Figure 15.10. Harvest Probability Surface for Cubic Reduced-Form (Logit) Model.

5. The Future of Structural Estimation of Dynamic Decision Processes

For years, structural estimation of DDP's simply was not practical because of the substantial barrier posed by the computational requirements of estimation. Rapid advances in computational speed in the mid-1990s reduced this barrier considerably, yet the literature estimating DDP's is decidedly modest, and there is no evidence that it growing. This is partly because the econometric modeling is difficult to understand and implement; this chapter attempts to clarify the estimation method. Perhaps it also reflects two related objections.

First, estimation requires strong parametric assumptions about the decision problem generating the data. In the example considered in this chapter, we maintained the strong assumption that the forest owner knows the growth function of trees and, perhaps even more unlikely, that the forest owner knows the stochastic process generating timber prices. In the real world, such assumptions are complicated by the requirement that the analyst correctly specify the parametric form of various dynamic processes, where by the "correct" process we mean the process actually used by the decision-makers.

Second, the estimation maintains that agents are dynamic optimizers. In a working paper entitled, "Do People Behave According to Bellman's Principle of Optimality?", Rust (1994a) makes the important point that any data set of state variables and decision variables can be rationalized as the outcome of dynamically optimizing behavior. The issue becomes, then, whether the data generated can be rationalized by dynamically optimal behavior circumscribed by plausible parametric specifications of the intra-period benefit function and dynamic processes.
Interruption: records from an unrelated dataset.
//! Products and purchase orders
//!
//! Entity kinds for the catalogue (`Product` with its `options` relation)
//! and for orders (`PurchaseOrder` with its `items` relation), plus the
//! [`OrderService`] workflow built on the repository layer.

mod models;
mod workflow;

pub use models::{Product, ProductOption, PurchaseOrder, PurchaseOrderItem};
pub use workflow::{
    build_order, generate_order_number, CreatePurchaseOrder, OrderLine, OrderService, Requester,
    DEFAULT_TIMEZONE, EVENT_ORDER_CREATED, EVENT_ORDER_UPDATED, ROLE_BUYER, STATUS_DRAFT,
};
// teko-core - I/O built-in functions
// Copyright (c) 2025 Tom Waddington. MIT licensed.

//! I/O operations: print, write, read-line, read-string, read
//!
//! Output goes to the environment's output sink and input comes from its
//! input source, so hosts and tests can redirect both.

use teko_parser::Parser;

use crate::env::Env;
use crate::error::{AritySpec, Error, Result};
use crate::value::Value;

use super::check_arity;

// ============================================================================
// Output
// ============================================================================

/// (print x) - write x (strings raw) and a space; returns x
pub(crate) fn builtin_print(args: &[Value], env: &Env) -> Result<Value> {
    check_arity("print", AritySpec::Exact(1), args.len())?;
    let text = match &args[0] {
        Value::String(s) => format!("{} ", s),
        other => format!("{} ", other),
    };
    env.write_output(&text)?;
    Ok(args[0].clone())
}

/// (write x) - write the printed form of x and a newline
pub(crate) fn builtin_write(args: &[Value], env: &Env) -> Result<Value> {
    check_arity("write", AritySpec::Exact(1), args.len())?;
    env.write_output(&format!("{}\n", args[0]))?;
    Ok(Value::Null)
}

// ============================================================================
// Input
// ============================================================================

/// Parse the first expression in `source`; `Null` if there is none.
fn parse_first(source: &str) -> Result<Value> {
    match Parser::parse_str(source) {
        Ok(Some(expr)) => Ok(Value::Expression(expr)),
        Ok(None) => Ok(Value::Null),
        Err(e) => Err(Error::EvalError(e.to_string())),
    }
}

/// (read-line) - next line of input as a string, or null at end of input
pub(crate) fn builtin_read_line(args: &[Value], env: &Env) -> Result<Value> {
    check_arity("read-line", AritySpec::Exact(0), args.len())?;
    Ok(env
        .read_input_line()?
        .map_or(Value::Null, Value::string))
}

/// (read-string s) - parse the first expression in s
pub(crate) fn builtin_read_string(args: &[Value], _env: &Env) -> Result<Value> {
    check_arity("read-string", AritySpec::Exact(1), args.len())?;
    match &args[0] {
        Value::String(s) => parse_first(s),
        other => Err(Error::type_error_in(
            "read-string",
            "string",
            other.type_name(),
        )),
    }
}

/// (read) - read a line of input and parse it as an expression
pub(crate) fn builtin_read(args: &[Value], env: &Env) -> Result<Value> {
    check_arity("read", AritySpec::Exact(0), args.len())?;
    match env.read_input_line()? {
        Some(line) => parse_first(&line),
        None => Ok(Value::Null),
    }
}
The issue returns, in other words, to a variation of the first objection: Is the parametric specification of the dynamic model plausible in some theoretical or practical sense?

Given that a flexible static model can fit a data set as well as a dynamic one, and that dynamic optimization per se does not imply testable restrictions (and thus is not refutable), how might an analyst who suspects that behavior is dynamic proceed? In our view, estimation of DDP's should be informed by agent self-reporting about expectations of future states and the relative importance of the future in current decisions. So, for instance, if agents respond in surveys that future states are unimportant to their current decisions, it would seem difficult to justify a dynamic model. If agents report that they believe the best guess of prices tomorrow is the current price, a random walk model of price expectations (or at least, a specification of prices that allows a test for a random walk) is warranted.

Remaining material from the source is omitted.